Publié le par Marie-France DESCHODT

          La blouse grise passe dans les rangs ; la plume va vers l'encrier blanc un peu ébréché, planté dans un trou du bureau à droite. Surtout ne pas le déloger ! A gauche de l'encrier, un boulevard... autoroute à deux voies qui retient les crayons, la gomme, la règle lorsqu'ils veulent bien ne pas rouler vers le bas, car le battant du bureau sur lequel on pose le cahier... est en pente!

          On le soulève et à l'intérieur notre petite cache : nos livres bien sûr mais aussi des petits trésors : une cigale séchée, des fleurs pour l'herbier, un sac de billes, des petits billets pliés en quatre avec des secrets... si la copine les trouve... grands rires, bousculades dans le couloir pour les récupérer!

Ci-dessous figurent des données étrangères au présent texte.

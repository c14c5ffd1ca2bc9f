use crate::Mode;

/// Request-level problems detected before any network activity.
/// These are the only errors that fail a whole run.
#[derive(Debug, Clone, PartialEq, Eq, thiserror::Error)]
pub enum ConfigError {
    #[error("{mode} mode requires a target address")]
    MissingAddress { mode: Mode },
    #[error("render mode requires a non-empty selector")]
    MissingSelector,
    #[error("only http/https addresses are supported, got '{0}'")]
    UnsupportedScheme(String),
    #[error("invalid pagination: {0}")]
    InvalidPagination(String),
    #[error("cursor pagination is only available in xhr mode, not {mode}")]
    CursorRequiresApiMode { mode: Mode },
    #[error("{field} must be at most {max}, got {value}")]
    OutOfRange {
        field: &'static str,
        value: u64,
        max: u64,
    },
    #[error("header '{0}' is given more than once (header names are case-insensitive)")]
    DuplicateHeader(String),
    #[error("invalid batch placeholder name '{0}'")]
    InvalidPlaceholder(String),
    #[error("render mode is not available: no renderer is configured")]
    RendererUnavailable,
    #[error("every target address is blocked: {0}")]
    AddressBlocked(String),
}
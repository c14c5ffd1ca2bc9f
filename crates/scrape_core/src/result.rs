use serde::{Deserialize, Serialize};

use crate::{FieldCatalog, Mode, Record, RunPhase, TraceEntry};

/// Outcome of one run as returned to the caller.
#[derive(Debug, Clone, PartialEq, Serialize, Deserialize)]
pub struct AnalysisResult {
    pub mode_used: Mode,
    /// False only when the run ended in [`RunPhase::Failed`].
    pub success: bool,
    pub has_data: bool,
    pub message: String,
    #[serde(default, skip_serializing_if = "Option::is_none")]
    pub artifact: Option<String>,
    pub record_count: usize,
    pub phase: RunPhase,
    pub decision_trace: Vec<TraceEntry>,
    pub fields: FieldCatalog,
    /// Exported records, in iteration order. Not serialized.
    #[serde(skip)]
    pub records: Vec<Record>,
}

impl AnalysisResult {
    pub fn failed(mode: Mode, message: impl Into<String>, trace: Vec<TraceEntry>) -> Self {
        Self {
            mode_used: mode,
            success: false,
            has_data: false,
            message: message.into(),
            artifact: None,
            record_count: 0,
            phase: RunPhase::Failed,
            decision_trace: trace,
            fields: FieldCatalog::default(),
            records: Vec::new(),
        }
    }

    pub fn failed_steps(&self) -> impl Iterator<Item = &TraceEntry> {
        self.decision_trace.iter().filter(|e| !e.ok)
    }
}
use std::collections::VecDeque;

use scrape_core::Record;
use serde_json::Value;

const MAX_VISITED: usize = 500;
const MAX_ITEMS_PER_ARRAY: usize = 50;

/// Records discovered in an API payload and where they were found.
#[derive(Debug, Clone, PartialEq)]
pub struct JsonRecords {
    pub records: Vec<Record>,
    /// JSONPath-like location, `$` for the root.
    pub path: String,
}

/// Finds the largest non-empty array of objects with a bounded breadth-first
/// walk. Falls back to the root object as a single record; `None` when the
/// payload holds nothing record-shaped.
pub fn find_json_records(payload: &Value) -> Option<JsonRecords> {
    if let Some(records) = as_records(payload) {
        return Some(JsonRecords {
            records,
            path: "$".to_string(),
        });
    }
    if !payload.is_object() && !payload.is_array() {
        return None;
    }

    let mut best: Option<(&Vec<Value>, String)> = None;
    let mut queue: VecDeque<(&Value, String)> = VecDeque::from([(payload, "$".to_string())]);
    let mut visited = 0;

    while let Some((node, path)) = queue.pop_front() {
        if visited >= MAX_VISITED {
            break;
        }
        visited += 1;

        match node {
            Value::Array(items) if is_record_list(items) => {
                if best.as_ref().map_or(true, |(b, _)| items.len() > b.len()) {
                    best = Some((items, path));
                }
            }
            Value::Object(map) => {
                for (key, value) in map {
                    queue.push_back((value, format!("{path}.{key}")));
                }
            }
            Value::Array(items) => {
                for (idx, value) in items.iter().take(MAX_ITEMS_PER_ARRAY).enumerate() {
                    queue.push_back((value, format!("{path}[{idx}]")));
                }
            }
            _ => {}
        }
    }

    if let Some((items, path)) = best {
        return Some(JsonRecords {
            records: items.iter().filter_map(|v| v.as_object().cloned()).collect(),
            path,
        });
    }

    match payload {
        Value::Object(map) if !map.is_empty() => Some(JsonRecords {
            records: vec![map.clone()],
            path: "$".to_string(),
        }),
        _ => None,
    }
}

fn is_record_list(items: &[Value]) -> bool {
    !items.is_empty() && items.iter().all(Value::is_object)
}

fn as_records(value: &Value) -> Option<Vec<Record>> {
    match value {
        Value::Array(items) if is_record_list(items) => {
            Some(items.iter().filter_map(|v| v.as_object().cloned()).collect())
        }
        _ => None,
    }
}

#[cfg(test)]
mod tests {
    use super::*;
    use serde_json::json;

    #[test]
    fn root_array_of_objects() {
        let found = find_json_records(&json!([{"a": 1}, {"a": 2}])).unwrap();
        assert_eq!(found.path, "$");
        assert_eq!(found.records.len(), 2);
    }

    #[test]
    fn largest_nested_list_wins() {
        let payload = json!({
            "meta": {"tags": [{"t": 1}]},
            "data": {"items": [{"id": 1}, {"id": 2}, {"id": 3}]}
        });
        let found = find_json_records(&payload).unwrap();
        assert_eq!(found.path, "$.data.items");
        assert_eq!(found.records.len(), 3);
    }

    #[test]
    fn single_object_falls_back_to_root() {
        let payload = json!({"data": {"company": {"name": "Acme"}}});
        let found = find_json_records(&payload).unwrap();
        assert_eq!(found.path, "$");
        assert_eq!(found.records[0]["data"]["company"]["name"], "Acme");
    }

    #[test]
    fn scalars_and_empty_containers_yield_nothing() {
        assert!(find_json_records(&json!(42)).is_none());
        assert!(find_json_records(&json!({})).is_none());
        assert!(find_json_records(&json!([])).is_none());
        assert!(find_json_records(&json!([1, 2])).is_none());
    }
}
pub mod catalog;
pub mod config;
pub mod plan;
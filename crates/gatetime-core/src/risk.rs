//! Risk classification for gate buffers.
//!
//! Grades the spare minutes between gate arrival and boarding against the
//! traveler's target buffer. Rules are evaluated in order and the first
//! match wins:
//!
//! ```text
//! actual <= 0          -> High   (Bounded policy: Medium)
//! actual - target < -10 -> Medium
//! actual - target <  10 -> Low
//! otherwise            -> VeryLow
//! ```

use std::fmt;

use serde::{Deserialize, Serialize};

/// Margin around the target buffer that still counts as on plan.
const TOLERANCE_MINUTES: i64 = 10;

/// Ordinal risk tier, least to most risky.
#[derive(Debug, Clone, Copy, PartialEq, Eq, PartialOrd, Ord, Hash, Serialize, Deserialize)]
#[serde(rename_all = "snake_case")]
pub enum RiskLevel {
    VeryLow,
    Low,
    Medium,
    High,
}

/// Coarse display band for a risk tier.
#[derive(Debug, Clone, Copy, PartialEq, Eq, Serialize, Deserialize)]
#[serde(rename_all = "snake_case")]
pub enum Severity {
    Comfortable,
    Caution,
    Critical,
}

impl RiskLevel {
    pub fn as_str(&self) -> &'static str {
        match self {
            RiskLevel::VeryLow => "very_low",
            RiskLevel::Low => "low",
            RiskLevel::Medium => "medium",
            RiskLevel::High => "high",
        }
    }

    pub fn label(&self) -> &'static str {
        match self {
            RiskLevel::VeryLow => "Very low",
            RiskLevel::Low => "Low",
            RiskLevel::Medium => "Medium",
            RiskLevel::High => "High",
        }
    }

    pub fn severity(&self) -> Severity {
        match self {
            RiskLevel::VeryLow | RiskLevel::Low => Severity::Comfortable,
            RiskLevel::Medium => Severity::Caution,
            RiskLevel::High => Severity::Critical,
        }
    }
}

impl fmt::Display for RiskLevel {
    fn fmt(&self, f: &mut fmt::Formatter<'_>) -> fmt::Result {
        f.write_str(self.as_str())
    }
}

/// Which tier mapping to apply.
///
/// `Bounded` never reports [`RiskLevel::High`]; a buffer that is gone is
/// reported as `Medium` instead. Used for demonstrations.
#[derive(Debug, Clone, Copy, Default, PartialEq, Eq, Serialize, Deserialize)]
#[serde(rename_all = "snake_case")]
pub enum RiskPolicy {
    #[default]
    Strict,
    Bounded,
}

impl RiskPolicy {
    fn exhausted_tier(&self) -> RiskLevel {
        match self {
            RiskPolicy::Strict => RiskLevel::High,
            RiskPolicy::Bounded => RiskLevel::Medium,
        }
    }
}

/// Grade an actual buffer against its target.
pub fn classify_risk(
    actual_buffer_minutes: i64,
    target_buffer_minutes: i64,
    policy: RiskPolicy,
) -> RiskLevel {
    let delta = actual_buffer_minutes - target_buffer_minutes;

    if actual_buffer_minutes <= 0 {
        policy.exhausted_tier()
    } else if delta < -TOLERANCE_MINUTES {
        RiskLevel::Medium
    } else if delta < TOLERANCE_MINUTES {
        RiskLevel::Low
    } else {
        RiskLevel::VeryLow
    }
}
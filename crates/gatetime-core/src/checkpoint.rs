//! Checkpoint recalculation.
//!
//! When the traveler reports "I'm at step X at time T", the plan is rebuilt
//! forward from that point: the fixed legs still ahead are added to T to
//! project the gate arrival, the projection is capped at boarding, and the
//! buffer left over is regraded against the original target.
//!
//! Boarding is not a checkpoint. Reaching it ends the trip and is handled by
//! [`crate::session::TripSession`].

use chrono::{DateTime, Duration, Utc};
use serde::{Deserialize, Serialize};
use tracing::{debug, warn};

use crate::error::ValidationError;
use crate::itinerary::StepId;
use crate::recommendation::{Recommendation, SegmentDurations};
use crate::risk::{classify_risk, RiskPolicy};
use crate::trip::Flight;

/// Shift applied by [`CheckpointClamp::Bounded`] when no time is requested.
const DEFAULT_REPORT_SHIFT_MINUTES: i64 = 5;

/// Default bound for [`CheckpointClamp::Bounded`].
pub const DEFAULT_MAX_SHIFT_MINUTES: i64 = 10;

/// A step that can anchor a recalculation. Everything except boarding.
#[derive(Debug, Clone, Copy, PartialEq, Eq, PartialOrd, Ord, Hash, Serialize, Deserialize)]
#[serde(rename_all = "snake_case")]
pub enum CheckpointStep {
    Leave,
    Curb,
    CheckIn,
    Security,
    Gate,
}

impl CheckpointStep {
    /// Minutes of fixed legs strictly after this step, excluding the buffer.
    pub fn remaining_minutes(&self, durations: &SegmentDurations) -> i64 {
        let SegmentDurations {
            travel,
            check_in,
            security,
            walk,
            ..
        } = *durations;

        match self {
            CheckpointStep::Leave => travel + check_in + security + walk,
            CheckpointStep::Curb => check_in + security + walk,
            CheckpointStep::CheckIn => security + walk,
            CheckpointStep::Security => walk,
            CheckpointStep::Gate => 0,
        }
    }
}

impl From<CheckpointStep> for StepId {
    fn from(step: CheckpointStep) -> Self {
        match step {
            CheckpointStep::Leave => StepId::Leave,
            CheckpointStep::Curb => StepId::Curb,
            CheckpointStep::CheckIn => StepId::CheckIn,
            CheckpointStep::Security => StepId::Security,
            CheckpointStep::Gate => StepId::Gate,
        }
    }
}

impl TryFrom<StepId> for CheckpointStep {
    type Error = ValidationError;

    fn try_from(step: StepId) -> Result<Self, Self::Error> {
        match step {
            StepId::Leave => Ok(CheckpointStep::Leave),
            StepId::Curb => Ok(CheckpointStep::Curb),
            StepId::CheckIn => Ok(CheckpointStep::CheckIn),
            StepId::Security => Ok(CheckpointStep::Security),
            StepId::Gate => Ok(CheckpointStep::Gate),
            StepId::Boarding => Err(ValidationError::TerminalStep(step)),
        }
    }
}

/// How a requested checkpoint instant is turned into the one used for
/// recalculation.
#[derive(Debug, Clone, Copy, Default, PartialEq, Eq, Serialize, Deserialize)]
#[serde(rename_all = "snake_case")]
pub enum CheckpointClamp {
    /// Use the requested instant as given.
    #[default]
    Exact,
    /// Keep the instant within `max_shift_minutes` of the step's baseline
    /// planned time. Used for demonstrations so a wall-clock far from the
    /// sample flights still produces a plausible replan.
    Bounded { max_shift_minutes: i64 },
}

impl CheckpointClamp {
    pub fn bounded() -> Self {
        CheckpointClamp::Bounded {
            max_shift_minutes: DEFAULT_MAX_SHIFT_MINUTES,
        }
    }

    /// Resolve the instant to recalculate from.
    ///
    /// `baseline` is the step's planned instant in the first plan built for
    /// the trip; `fallback` is used by `Exact` when nothing was requested.
    pub fn apply(
        &self,
        baseline: DateTime<Utc>,
        requested: Option<DateTime<Utc>>,
        fallback: DateTime<Utc>,
    ) -> DateTime<Utc> {
        match *self {
            CheckpointClamp::Exact => requested.unwrap_or(fallback),
            CheckpointClamp::Bounded { max_shift_minutes } => match requested {
                Some(requested) => {
                    let bound = max_shift_minutes.abs();
                    let shift = round_minutes(requested - baseline).clamp(-bound, bound);
                    baseline + Duration::minutes(shift)
                }
                None => baseline + Duration::minutes(DEFAULT_REPORT_SHIFT_MINUTES),
            },
        }
    }
}

/// Whole minutes, halves rounded up.
pub(crate) fn round_minutes(delta: Duration) -> i64 {
    (delta.num_milliseconds() as f64 / 60_000.0 + 0.5).floor() as i64
}

/// Rebuild the plan from a reported checkpoint.
///
/// `durations` are the fixed legs of the current plan (its buffer is
/// ignored) and `target_buffer_minutes` is carried over unchanged. The gate
/// arrival is capped at boarding, so the stored actual buffer is never
/// negative; the buffer segment is additionally clamped at zero.
pub fn recalculate_from_checkpoint(
    flight: &Flight,
    durations: &SegmentDurations,
    target_buffer_minutes: i64,
    reached: CheckpointStep,
    checkpoint_time: DateTime<Utc>,
    policy: RiskPolicy,
) -> Recommendation {
    let boarding_time = flight.boarding_time();

    let remaining = reached.remaining_minutes(durations);
    let projected_gate_time = checkpoint_time + Duration::minutes(remaining);

    let gate_time = if projected_gate_time <= boarding_time {
        projected_gate_time
    } else {
        warn!(
            flight = %flight.id,
            step = %StepId::from(reached),
            %projected_gate_time,
            %boarding_time,
            "projected gate arrival is after boarding; capping at boarding"
        );
        boarding_time
    };

    let actual_buffer_minutes = round_minutes(boarding_time - gate_time);

    let security_done_time = gate_time - Duration::minutes(durations.walk);
    let check_in_done_time = security_done_time - Duration::minutes(durations.security);
    let curb_time = check_in_done_time - Duration::minutes(durations.check_in);
    let leave_time = curb_time - Duration::minutes(durations.travel);

    let risk_level = classify_risk(actual_buffer_minutes, target_buffer_minutes, policy);

    let segments = SegmentDurations {
        buffer: actual_buffer_minutes.max(0),
        ..*durations
    }
    .to_segments();

    debug!(
        flight = %flight.id,
        step = %StepId::from(reached),
        %checkpoint_time,
        %gate_time,
        actual_buffer_minutes,
        target_buffer_minutes,
        risk = %risk_level,
        "recalculated from checkpoint"
    );

    Recommendation {
        leave_time,
        expected_gate_arrival_time: gate_time,
        boarding_time,
        target_buffer_minutes,
        actual_buffer_minutes,
        risk_level,
        segments,
    }
}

          Il est gravé ce bureau noir : noms anciens illisibles car il est très vieux .

Nos grands-mères ? Pas vraiment ... elles étaient sages quand elles allaient à l'école, ça les changeait de la routine : aider la mère à nourrir les poules ou les lapins, ramasser des sarments après la taille en hiver ,attacher les greffes, "échauder" la vigne, vendanger .

Tiens où est-elle cette cafetière à échauder ? Phylloxéra, pyrale ... gros mots

 Qui donc a gravé ce bureau?  Les garçons forcément.

Avec un petit couteau: traits rageurs contre le hussard de la  République, haute autorité avec le curé! Le curé qui lit son bréviaire sur la place du village qui d'ailleurs, sert aussi de cour de récréation.Le curé, on n'en a pas peur du tout mais il est protégé ... celui  qui est au dessus et qui voit tout , nous dit-on, surtout les bêtises ... on n'oserait pas ... des fois que le ciel nous tombe sur la tête.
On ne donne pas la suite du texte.